▶ What needs to be done: What is needed is every line of the data that includes the word "describe". Please copy each one.

▶ Given information:
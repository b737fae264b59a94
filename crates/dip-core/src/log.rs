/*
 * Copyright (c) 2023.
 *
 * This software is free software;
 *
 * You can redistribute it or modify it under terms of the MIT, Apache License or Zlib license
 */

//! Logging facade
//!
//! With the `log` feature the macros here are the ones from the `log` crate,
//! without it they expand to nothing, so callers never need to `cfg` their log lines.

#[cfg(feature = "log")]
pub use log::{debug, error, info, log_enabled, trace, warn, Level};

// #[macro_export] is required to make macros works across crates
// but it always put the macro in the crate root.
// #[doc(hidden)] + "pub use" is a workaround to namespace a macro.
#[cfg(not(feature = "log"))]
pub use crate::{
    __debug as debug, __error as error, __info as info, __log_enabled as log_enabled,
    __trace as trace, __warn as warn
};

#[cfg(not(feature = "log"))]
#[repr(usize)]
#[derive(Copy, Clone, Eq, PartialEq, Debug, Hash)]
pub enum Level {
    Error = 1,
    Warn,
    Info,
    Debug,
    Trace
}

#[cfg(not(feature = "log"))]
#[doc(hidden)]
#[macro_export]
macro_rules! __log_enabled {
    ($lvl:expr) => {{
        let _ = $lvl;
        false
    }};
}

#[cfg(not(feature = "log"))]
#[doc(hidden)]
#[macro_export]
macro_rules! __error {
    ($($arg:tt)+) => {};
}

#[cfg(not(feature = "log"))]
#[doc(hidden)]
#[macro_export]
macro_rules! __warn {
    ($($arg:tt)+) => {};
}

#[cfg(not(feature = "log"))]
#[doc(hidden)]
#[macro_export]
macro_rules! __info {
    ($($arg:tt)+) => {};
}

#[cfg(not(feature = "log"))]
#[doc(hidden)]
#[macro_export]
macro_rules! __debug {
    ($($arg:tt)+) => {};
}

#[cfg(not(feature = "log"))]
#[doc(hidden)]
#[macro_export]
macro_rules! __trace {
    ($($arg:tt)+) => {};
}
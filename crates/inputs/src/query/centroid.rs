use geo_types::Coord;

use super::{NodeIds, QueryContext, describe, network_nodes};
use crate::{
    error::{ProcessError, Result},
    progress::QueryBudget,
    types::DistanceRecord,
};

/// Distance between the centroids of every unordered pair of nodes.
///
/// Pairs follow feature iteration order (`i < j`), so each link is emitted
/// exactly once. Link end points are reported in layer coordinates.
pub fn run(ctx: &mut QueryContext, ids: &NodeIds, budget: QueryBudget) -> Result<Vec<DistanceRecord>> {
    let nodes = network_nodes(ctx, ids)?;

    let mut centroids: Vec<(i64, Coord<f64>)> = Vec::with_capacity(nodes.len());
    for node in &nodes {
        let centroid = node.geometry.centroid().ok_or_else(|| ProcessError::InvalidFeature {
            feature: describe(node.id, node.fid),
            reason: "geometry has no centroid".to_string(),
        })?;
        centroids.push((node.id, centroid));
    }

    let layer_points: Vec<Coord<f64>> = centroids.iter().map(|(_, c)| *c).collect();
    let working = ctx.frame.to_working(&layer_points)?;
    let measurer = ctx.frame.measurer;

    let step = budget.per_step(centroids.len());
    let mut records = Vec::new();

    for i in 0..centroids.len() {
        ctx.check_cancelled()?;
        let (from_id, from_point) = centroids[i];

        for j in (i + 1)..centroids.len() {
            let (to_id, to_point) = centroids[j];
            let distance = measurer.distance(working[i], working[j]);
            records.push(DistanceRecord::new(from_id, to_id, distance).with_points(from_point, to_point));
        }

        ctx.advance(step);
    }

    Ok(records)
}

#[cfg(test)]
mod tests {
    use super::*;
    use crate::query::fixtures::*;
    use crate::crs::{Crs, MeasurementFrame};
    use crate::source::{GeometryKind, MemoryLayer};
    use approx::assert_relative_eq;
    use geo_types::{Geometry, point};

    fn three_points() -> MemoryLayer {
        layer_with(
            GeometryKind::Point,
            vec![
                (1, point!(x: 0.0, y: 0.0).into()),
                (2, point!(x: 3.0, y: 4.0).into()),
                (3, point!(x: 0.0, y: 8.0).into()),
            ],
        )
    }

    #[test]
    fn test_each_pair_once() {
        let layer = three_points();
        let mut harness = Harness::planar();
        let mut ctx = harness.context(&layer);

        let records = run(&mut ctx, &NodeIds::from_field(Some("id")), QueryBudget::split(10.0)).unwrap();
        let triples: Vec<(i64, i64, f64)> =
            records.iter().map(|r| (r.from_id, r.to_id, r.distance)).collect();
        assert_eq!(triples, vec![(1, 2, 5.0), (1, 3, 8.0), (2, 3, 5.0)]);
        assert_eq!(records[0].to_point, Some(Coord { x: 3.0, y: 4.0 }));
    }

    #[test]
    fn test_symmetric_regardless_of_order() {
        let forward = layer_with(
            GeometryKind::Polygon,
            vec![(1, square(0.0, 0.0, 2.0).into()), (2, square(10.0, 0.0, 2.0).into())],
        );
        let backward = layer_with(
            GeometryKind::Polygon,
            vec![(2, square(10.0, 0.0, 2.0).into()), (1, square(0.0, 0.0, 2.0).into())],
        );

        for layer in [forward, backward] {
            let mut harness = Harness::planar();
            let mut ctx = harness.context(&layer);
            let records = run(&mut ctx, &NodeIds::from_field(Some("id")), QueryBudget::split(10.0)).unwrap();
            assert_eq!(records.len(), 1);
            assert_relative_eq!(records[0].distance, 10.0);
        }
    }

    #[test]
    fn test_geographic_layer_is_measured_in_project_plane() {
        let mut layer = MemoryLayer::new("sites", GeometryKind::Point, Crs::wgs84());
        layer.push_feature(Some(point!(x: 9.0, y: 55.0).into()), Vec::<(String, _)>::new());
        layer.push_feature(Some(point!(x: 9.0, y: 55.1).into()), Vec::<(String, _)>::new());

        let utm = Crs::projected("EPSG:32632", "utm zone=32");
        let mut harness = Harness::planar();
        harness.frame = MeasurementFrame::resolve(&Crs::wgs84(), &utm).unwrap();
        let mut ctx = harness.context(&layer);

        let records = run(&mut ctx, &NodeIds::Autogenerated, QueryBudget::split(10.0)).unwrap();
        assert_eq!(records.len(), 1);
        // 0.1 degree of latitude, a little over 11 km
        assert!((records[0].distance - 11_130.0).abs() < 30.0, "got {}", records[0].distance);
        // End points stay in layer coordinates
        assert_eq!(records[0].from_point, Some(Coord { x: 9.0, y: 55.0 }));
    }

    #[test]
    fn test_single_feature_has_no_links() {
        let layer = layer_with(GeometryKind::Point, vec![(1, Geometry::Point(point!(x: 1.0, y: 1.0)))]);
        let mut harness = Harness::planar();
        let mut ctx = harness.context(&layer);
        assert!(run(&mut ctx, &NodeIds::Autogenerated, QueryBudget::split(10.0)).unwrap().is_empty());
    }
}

---

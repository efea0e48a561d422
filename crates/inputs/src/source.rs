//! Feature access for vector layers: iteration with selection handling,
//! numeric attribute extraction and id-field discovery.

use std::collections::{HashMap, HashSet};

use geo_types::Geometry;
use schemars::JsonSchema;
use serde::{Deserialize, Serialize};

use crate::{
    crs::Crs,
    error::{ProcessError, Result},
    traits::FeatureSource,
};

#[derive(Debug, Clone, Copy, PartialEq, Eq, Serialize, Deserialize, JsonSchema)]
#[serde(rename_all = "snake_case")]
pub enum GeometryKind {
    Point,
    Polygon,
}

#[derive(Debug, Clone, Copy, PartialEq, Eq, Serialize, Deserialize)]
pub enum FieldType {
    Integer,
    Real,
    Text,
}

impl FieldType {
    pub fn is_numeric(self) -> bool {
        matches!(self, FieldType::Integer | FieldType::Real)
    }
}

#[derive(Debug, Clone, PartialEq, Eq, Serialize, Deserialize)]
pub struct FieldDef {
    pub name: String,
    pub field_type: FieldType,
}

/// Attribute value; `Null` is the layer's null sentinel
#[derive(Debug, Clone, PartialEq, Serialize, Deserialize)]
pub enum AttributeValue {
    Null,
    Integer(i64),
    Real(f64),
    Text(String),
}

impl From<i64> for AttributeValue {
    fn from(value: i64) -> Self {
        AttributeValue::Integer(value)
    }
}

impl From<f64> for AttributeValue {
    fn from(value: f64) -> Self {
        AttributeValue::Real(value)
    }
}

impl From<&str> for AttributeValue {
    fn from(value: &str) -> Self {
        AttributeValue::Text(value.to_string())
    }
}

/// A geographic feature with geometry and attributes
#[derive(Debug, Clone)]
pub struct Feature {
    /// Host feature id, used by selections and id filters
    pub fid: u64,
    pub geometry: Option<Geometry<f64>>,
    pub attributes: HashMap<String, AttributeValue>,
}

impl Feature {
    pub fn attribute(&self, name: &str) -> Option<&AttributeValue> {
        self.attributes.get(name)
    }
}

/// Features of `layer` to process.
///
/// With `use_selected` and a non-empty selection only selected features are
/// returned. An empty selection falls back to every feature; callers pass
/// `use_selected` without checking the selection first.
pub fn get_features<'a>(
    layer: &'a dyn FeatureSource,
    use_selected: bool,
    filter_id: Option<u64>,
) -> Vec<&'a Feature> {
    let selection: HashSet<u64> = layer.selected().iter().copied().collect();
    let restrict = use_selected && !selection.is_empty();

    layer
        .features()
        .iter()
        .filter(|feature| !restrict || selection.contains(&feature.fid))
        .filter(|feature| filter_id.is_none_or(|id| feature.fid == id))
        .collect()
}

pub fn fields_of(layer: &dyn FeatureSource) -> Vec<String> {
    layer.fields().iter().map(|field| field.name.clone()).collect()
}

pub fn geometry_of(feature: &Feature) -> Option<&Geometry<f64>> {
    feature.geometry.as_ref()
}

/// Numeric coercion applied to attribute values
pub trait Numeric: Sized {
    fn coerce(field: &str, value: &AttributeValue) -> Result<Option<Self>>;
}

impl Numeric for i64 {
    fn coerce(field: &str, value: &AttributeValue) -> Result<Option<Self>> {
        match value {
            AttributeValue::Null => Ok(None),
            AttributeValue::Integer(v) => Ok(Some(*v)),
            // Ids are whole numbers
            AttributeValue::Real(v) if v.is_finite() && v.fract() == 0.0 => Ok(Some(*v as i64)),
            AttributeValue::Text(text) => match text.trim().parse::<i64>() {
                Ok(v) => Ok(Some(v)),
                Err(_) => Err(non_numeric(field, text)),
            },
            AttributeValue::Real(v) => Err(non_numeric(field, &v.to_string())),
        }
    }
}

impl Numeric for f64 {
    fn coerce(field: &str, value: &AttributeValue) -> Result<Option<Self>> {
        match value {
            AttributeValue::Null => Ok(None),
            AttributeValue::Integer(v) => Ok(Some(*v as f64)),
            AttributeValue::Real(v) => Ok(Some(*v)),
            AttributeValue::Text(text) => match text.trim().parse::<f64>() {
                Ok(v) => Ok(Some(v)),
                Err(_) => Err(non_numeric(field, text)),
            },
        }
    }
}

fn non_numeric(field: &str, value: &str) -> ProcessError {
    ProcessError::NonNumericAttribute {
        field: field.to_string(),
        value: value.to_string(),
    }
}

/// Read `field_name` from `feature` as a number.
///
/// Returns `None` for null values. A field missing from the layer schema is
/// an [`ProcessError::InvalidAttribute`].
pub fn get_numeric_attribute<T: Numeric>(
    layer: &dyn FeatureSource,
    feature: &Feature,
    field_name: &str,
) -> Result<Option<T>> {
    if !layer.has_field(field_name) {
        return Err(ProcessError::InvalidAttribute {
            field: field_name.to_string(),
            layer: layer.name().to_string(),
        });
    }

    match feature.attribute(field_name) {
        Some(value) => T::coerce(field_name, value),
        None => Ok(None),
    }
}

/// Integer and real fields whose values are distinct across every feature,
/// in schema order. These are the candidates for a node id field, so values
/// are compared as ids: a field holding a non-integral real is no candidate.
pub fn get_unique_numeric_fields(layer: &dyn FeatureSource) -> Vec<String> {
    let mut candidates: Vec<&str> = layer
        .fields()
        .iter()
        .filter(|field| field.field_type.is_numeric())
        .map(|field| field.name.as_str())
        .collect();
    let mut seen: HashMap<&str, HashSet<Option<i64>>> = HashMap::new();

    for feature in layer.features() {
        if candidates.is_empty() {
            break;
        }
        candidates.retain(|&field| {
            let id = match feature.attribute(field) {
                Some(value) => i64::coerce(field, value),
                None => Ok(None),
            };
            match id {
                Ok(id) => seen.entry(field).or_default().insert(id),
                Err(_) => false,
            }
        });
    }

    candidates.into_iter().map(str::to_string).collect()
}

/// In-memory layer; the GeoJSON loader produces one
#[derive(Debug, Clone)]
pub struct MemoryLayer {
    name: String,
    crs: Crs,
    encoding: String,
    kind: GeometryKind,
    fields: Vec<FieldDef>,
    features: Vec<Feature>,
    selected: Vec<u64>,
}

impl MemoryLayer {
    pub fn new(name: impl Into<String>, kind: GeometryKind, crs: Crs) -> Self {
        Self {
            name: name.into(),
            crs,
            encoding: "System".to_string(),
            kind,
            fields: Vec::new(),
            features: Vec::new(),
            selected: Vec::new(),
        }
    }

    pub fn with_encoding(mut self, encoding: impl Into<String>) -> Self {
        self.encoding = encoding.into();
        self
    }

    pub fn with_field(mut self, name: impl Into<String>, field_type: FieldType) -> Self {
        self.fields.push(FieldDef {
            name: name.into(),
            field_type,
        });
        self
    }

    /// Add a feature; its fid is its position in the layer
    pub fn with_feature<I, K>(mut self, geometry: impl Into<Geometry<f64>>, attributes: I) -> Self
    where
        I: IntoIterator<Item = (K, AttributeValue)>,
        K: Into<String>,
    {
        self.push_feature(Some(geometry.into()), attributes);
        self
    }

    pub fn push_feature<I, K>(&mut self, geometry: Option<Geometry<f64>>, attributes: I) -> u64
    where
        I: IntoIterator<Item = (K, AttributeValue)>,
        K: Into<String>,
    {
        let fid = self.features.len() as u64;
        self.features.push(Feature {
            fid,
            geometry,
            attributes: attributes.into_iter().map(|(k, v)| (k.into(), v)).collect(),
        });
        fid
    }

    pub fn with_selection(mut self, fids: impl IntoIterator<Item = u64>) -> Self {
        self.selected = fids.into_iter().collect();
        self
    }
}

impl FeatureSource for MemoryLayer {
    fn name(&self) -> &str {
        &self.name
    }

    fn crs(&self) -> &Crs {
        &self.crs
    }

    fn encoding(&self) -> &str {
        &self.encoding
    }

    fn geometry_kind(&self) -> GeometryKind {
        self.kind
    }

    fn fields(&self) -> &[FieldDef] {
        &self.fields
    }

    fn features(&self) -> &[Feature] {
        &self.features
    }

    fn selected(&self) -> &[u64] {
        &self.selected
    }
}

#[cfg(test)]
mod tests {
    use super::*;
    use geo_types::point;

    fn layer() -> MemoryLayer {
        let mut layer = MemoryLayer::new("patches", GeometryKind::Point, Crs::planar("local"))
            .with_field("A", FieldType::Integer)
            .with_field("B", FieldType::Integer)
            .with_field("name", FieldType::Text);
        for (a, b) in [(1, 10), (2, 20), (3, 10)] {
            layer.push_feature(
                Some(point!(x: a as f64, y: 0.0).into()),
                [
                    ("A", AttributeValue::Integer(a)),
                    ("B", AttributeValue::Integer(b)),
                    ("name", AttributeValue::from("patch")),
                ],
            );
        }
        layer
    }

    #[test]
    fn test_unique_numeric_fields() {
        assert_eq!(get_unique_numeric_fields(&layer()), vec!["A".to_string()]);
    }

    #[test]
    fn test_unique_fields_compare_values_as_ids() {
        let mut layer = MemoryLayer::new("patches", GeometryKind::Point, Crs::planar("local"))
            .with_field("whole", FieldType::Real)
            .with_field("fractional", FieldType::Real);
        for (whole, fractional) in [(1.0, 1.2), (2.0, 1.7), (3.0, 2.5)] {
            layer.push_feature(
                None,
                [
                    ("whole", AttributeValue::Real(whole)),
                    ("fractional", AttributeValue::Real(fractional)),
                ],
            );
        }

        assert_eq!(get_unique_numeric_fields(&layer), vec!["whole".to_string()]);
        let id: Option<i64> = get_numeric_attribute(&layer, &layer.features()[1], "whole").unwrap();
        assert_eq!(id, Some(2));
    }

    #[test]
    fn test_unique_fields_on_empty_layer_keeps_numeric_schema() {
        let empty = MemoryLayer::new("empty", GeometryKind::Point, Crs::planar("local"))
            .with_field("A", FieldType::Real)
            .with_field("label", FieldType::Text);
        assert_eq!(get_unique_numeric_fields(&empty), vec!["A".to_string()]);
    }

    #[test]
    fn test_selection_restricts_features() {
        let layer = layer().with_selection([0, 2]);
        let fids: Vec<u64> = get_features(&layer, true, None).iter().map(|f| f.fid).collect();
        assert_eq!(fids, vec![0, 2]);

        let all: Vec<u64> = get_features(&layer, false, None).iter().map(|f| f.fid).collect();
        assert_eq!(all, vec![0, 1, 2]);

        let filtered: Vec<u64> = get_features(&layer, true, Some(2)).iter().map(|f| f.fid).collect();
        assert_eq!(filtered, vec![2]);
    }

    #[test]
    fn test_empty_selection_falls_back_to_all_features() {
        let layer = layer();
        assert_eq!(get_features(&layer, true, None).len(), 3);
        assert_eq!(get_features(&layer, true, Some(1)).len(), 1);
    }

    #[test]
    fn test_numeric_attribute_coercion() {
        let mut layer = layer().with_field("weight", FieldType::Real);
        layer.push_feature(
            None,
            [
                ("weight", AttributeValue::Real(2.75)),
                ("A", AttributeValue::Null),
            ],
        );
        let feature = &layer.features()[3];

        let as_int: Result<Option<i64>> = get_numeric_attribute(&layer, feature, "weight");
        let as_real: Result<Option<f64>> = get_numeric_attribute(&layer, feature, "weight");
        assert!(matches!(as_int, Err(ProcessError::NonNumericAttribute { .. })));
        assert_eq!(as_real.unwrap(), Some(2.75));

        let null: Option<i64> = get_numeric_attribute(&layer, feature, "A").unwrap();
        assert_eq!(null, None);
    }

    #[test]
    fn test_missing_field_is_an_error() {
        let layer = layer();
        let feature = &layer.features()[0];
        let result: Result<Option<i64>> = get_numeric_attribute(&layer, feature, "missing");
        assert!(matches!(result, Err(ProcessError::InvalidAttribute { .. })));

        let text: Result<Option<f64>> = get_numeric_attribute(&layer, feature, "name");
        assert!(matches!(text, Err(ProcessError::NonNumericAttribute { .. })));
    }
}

▶ Your response:
use super::{NodeIds, QueryContext, describe, network_nodes};
            feature: describe(node.id, node.fid),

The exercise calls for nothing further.